Last week, the World Trade Organisation upheld complaints by US, the European Union and Mexico against restrictions of one kind or another, export duties, quotas and licence agreements imposed by China on exports of key raw materials.

The WTO held that such restrictions violated global rules and gave domestic companies an edge. The ruling comes at the end of an 18-month investigation by the trading body, after the three countries complained that such practices stoked raw material prices. And as the USTR responded, such quotas had caused “massive distortions” in supply chains “in the US and elsewhere”.

Now, the complainants believe their grouse against China's restrictions on the export of rare earths used in the manufacture of cars, guided missiles and wind turbines will also bear fruit. Prices of rare earths have been skyrocketing, with China blessed with more than 95 per cent of the world's supplies.

China will appeal against the WTO decision; it's not clear how effective the WTO ruling will be, or how soon China will toe the line. Its defence has been that restrictions are needed to control pollution and carbon emission and to conserve exhaustible supplies of such raw materials; the WTO has not been convinced that export restrictions help reduce pollution but the appeal itself may drag the issue for some more months, leaving the West fuming.

Double Standards

The WTO ruling, as and indeed the complaint by the EU and the US, raises some important questions of consistency of trade conduct among members of a multilateral body. By implication, it also evokes doubt about WTO's own standards and its capacity or willingness to goad dominant trading members into practicing what they preach.
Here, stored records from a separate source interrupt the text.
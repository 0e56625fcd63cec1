//! Domain model: identifiers, lifecycle states, records and the controlled vocabulary

mod ids;
mod records;
mod state;
pub mod vocabulary;

pub use ids::*;
pub use records::*;
pub use state::*;
//! Extraction & Quality Service
//!
//! Turns parsed source text into passage evidence: segmentation with span
//! locators, translation assessment, usability and relevance scoring, and the
//! auto-reprocess decision.

pub mod extraction;
pub mod relevance;
pub mod segment;
pub mod translation;
pub mod usability;

pub use extraction::{Extracted, Extraction};
pub use relevance::{classify_relevance, score_relevance, DEFAULT_ACCEPT_THRESHOLD, DEFAULT_FILTER_THRESHOLD};
pub use segment::{locator_matches, segment, Segment, SpanLocator};
pub use translation::{status_for_ratio, untranslated_ratio, HeuristicTranslator, DEFAULT_UNTRANSLATED_RATIO_THRESHOLD};
pub use usability::score_usability;

use crate::capability::{Assessment, CapabilityError, Translator};
use crate::model::{ProfileLexicons, QualityUpdate};
use regex_lite::Regex;
use serde::Serialize;
use std::sync::OnceLock;

/// Passages below this usability score are queued for reprocessing.
pub const DEFAULT_USABILITY_REPROCESS_THRESHOLD: f64 = 0.60;
pub const DEFAULT_MIN_PASSAGE_LENGTH: usize = 180;
pub const DEFAULT_MAX_PASSAGES_PER_SOURCE: usize = 200;

/// Quality version of the compiled-in settings, used when no profile is active.
pub const BUILTIN_QUALITY_VERSION: &str = "builtin";

/// Thresholds, lexicons and segmentation limits for one extraction or
/// reprocess pass.
///
/// A pass works from one snapshot taken when it starts; editing the tuning
/// profile mid-pass does not change the rules under it. `quality_version`
/// names the snapshot and is recorded on every passage the pass creates.
#[derive(Debug, Clone, PartialEq, Serialize)]
pub struct QualitySettings {
    pub quality_version: String,
    pub relevance_accept_threshold: f64,
    pub relevance_filter_threshold: f64,
    pub usability_reprocess_threshold: f64,
    pub untranslated_ratio_threshold: f64,
    pub lexicon: ProfileLexicons,
    pub min_passage_length: usize,
    pub max_passages_per_source: usize,
}

impl Default for QualitySettings {
    fn default() -> Self {
        Self {
            quality_version: BUILTIN_QUALITY_VERSION.to_string(),
            relevance_accept_threshold: DEFAULT_ACCEPT_THRESHOLD,
            relevance_filter_threshold: DEFAULT_FILTER_THRESHOLD,
            usability_reprocess_threshold: DEFAULT_USABILITY_REPROCESS_THRESHOLD,
            untranslated_ratio_threshold: DEFAULT_UNTRANSLATED_RATIO_THRESHOLD,
            lexicon: ProfileLexicons::default(),
            min_passage_length: DEFAULT_MIN_PASSAGE_LENGTH,
            max_passages_per_source: DEFAULT_MAX_PASSAGES_PER_SOURCE,
        }
    }
}

pub(crate) fn clamp(value: f64) -> f64 {
    value.clamp(0.0, 1.0)
}

pub(crate) fn round4(value: f64) -> f64 {
    (value * 10_000.0).round() / 10_000.0
}

/// Lowercased word tokens.
pub(crate) fn word_tokens(text: &str) -> Vec<String> {
    static PATTERN: OnceLock<Regex> = OnceLock::new();
    PATTERN
        .get_or_init(|| Regex::new(r"[A-Za-z][A-Za-z0-9'-]*").unwrap())
        .find_iter(text)
        .map(|m| m.as_str().to_lowercase())
        .collect()
}

/// Reject translator output that could not be stored as passage quality.
fn check_assessment(assessment: &Assessment) -> Result<(), CapabilityError> {
    for (field, value) in [
        ("confidence", assessment.confidence),
        ("untranslated_ratio", assessment.untranslated_ratio),
    ] {
        if !value.is_finite() || !(0.0..=1.0).contains(&value) {
            return Err(CapabilityError::InvalidOutput(format!("{} {} is outside [0, 1]", field, value)));
        }
    }
    if assessment.translated_text.trim().is_empty() {
        return Err(CapabilityError::InvalidOutput("translated_text is empty".into()));
    }
    if assessment.detected_language.trim().is_empty() {
        return Err(CapabilityError::InvalidOutput("detected_language is empty".into()));
    }
    Ok(())
}

/// Run the translator over an excerpt and score the result.
///
/// Usability is measured on the original excerpt (it is about the witness, not
/// the translation); relevance on the translated text. Out-of-contract
/// translator output comes back as [`CapabilityError::InvalidOutput`].
pub async fn assess_excerpt(
    translator: &dyn Translator,
    excerpt: &str,
    settings: &QualitySettings,
) -> Result<QualityUpdate, CapabilityError> {
    let assessment = translator.assess(excerpt).await?;
    check_assessment(&assessment)?;
    let relevance_score = score_relevance(&assessment.translated_text, &settings.lexicon);
    Ok(QualityUpdate {
        translation_status: status_for_ratio(assessment.untranslated_ratio, settings.untranslated_ratio_threshold),
        untranslated_ratio: assessment.untranslated_ratio,
        usability_score: score_usability(excerpt),
        relevance_score,
        relevance_state: classify_relevance(relevance_score, settings),
        detected_language: assessment.detected_language,
        language_confidence: assessment.confidence,
        normalized_excerpt: assessment.translated_text,
    })
}

/// Reason code for an automatic reprocess, if the scores call for one.
pub fn auto_reprocess_reason(
    untranslated_ratio: f64,
    usability_score: f64,
    settings: &QualitySettings,
) -> Option<&'static str> {
    if untranslated_ratio > settings.untranslated_ratio_threshold {
        Some("untranslated_ratio")
    } else if usability_score < settings.usability_reprocess_threshold {
        Some("low_usability")
    } else {
        None
    }
}
//! SQLite Evidence Store
//!
//! One database file holds every pipeline entity. Cross-entity invariants
//! (idempotency keys, one open reprocess job per passage, one primary member per
//! witness group, evidence foreign keys, append-only audit ledger) are enforced by
//! the schema itself so no caller can bypass them.

use super::traits::{OpenStore, StorageError, StorageResult};
use crate::model::AuditEvent;
use chrono::{DateTime, SecondsFormat, Utc};
use rusqlite::{params, Connection, Row, Transaction};
use serde::de::DeserializeOwned;
use std::path::Path;
use std::sync::Mutex;

/// SQLite-backed Evidence Store
///
/// Thread-safe via an internal mutex on the connection. Multi-row state changes go
/// through [`SqliteStore::transaction`].
pub struct SqliteStore {
    conn: Mutex<Connection>,
}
Export restrictions or outright bans are not new; both America and the EU have used quotas and restrictions for various purposes; the Americans have made no bones about selling technology to “friendly” countries, thereby constituting a trade practice that is even more restrictive than Chinese quotas. Leave alone military hardware or software exports, even the sale of civilian technology has been long forbidden without the Commerce or State Departments giving their nod. Trade in such exports has long been instruments of US foreign policy. Last month, President Obama relaxed regulations on sale of civilian technology to 36 ‘allies' with the condition they did not sell onward to those frowned upon. India too has had its knuckles rapped for trading with “terrorist” Iran.

The EU has not fared better. For years, it has had an export quota for sugar; when ministers asked the European Commission last year to raise the quota to allow a million tonnes of the sweetener for export because world prices were favourable, some associations voiced opposition on the grounds that more sugar was needed for consumption within the 27-member bloc.

That the EU went ahead and raised the quota does not detract from the striking similarity of the arguments used both to defend their own quotas and criticise the Chinese justification for the same action.

At the heart of the WTO ruling on China lies a perfectly acceptable concern for a trading system free of impediments that favours an exporting country to the detriment of the larger number of global buyers. The history of post-War world trade, however, shows the accusers to have been the biggest violators of this perfectly reasonable assumption, that countries blessed by nature or their own efforts with tradable resources should not engage in practices that distort the free flow of goods and services.

Going bilateral

The decade-old Doha Round has consistently floundered on the persistent refusal of the EU and the US to discuss, leave alone alter, their restrictive practices on agriculture trade.

In an age marked by the paradox of uncertain economic prosperity in the biggest markets and a trading system that has more exporters than importers, multilateralism and its rules are hard to live by.

Swearing by the Doha Round, every country is busy pushing bilateral treaties most favourable to it; the US wants ‘pre-investment guarantees' embedded in its bilateral treaty with India, the EU wants a litigation clause in its own version while India has baulked at one and rejected the second.

Sunil Khilnani once wrote that India flirts multilateral and dates bilateral. With the exception of the WTO, so does everyone else.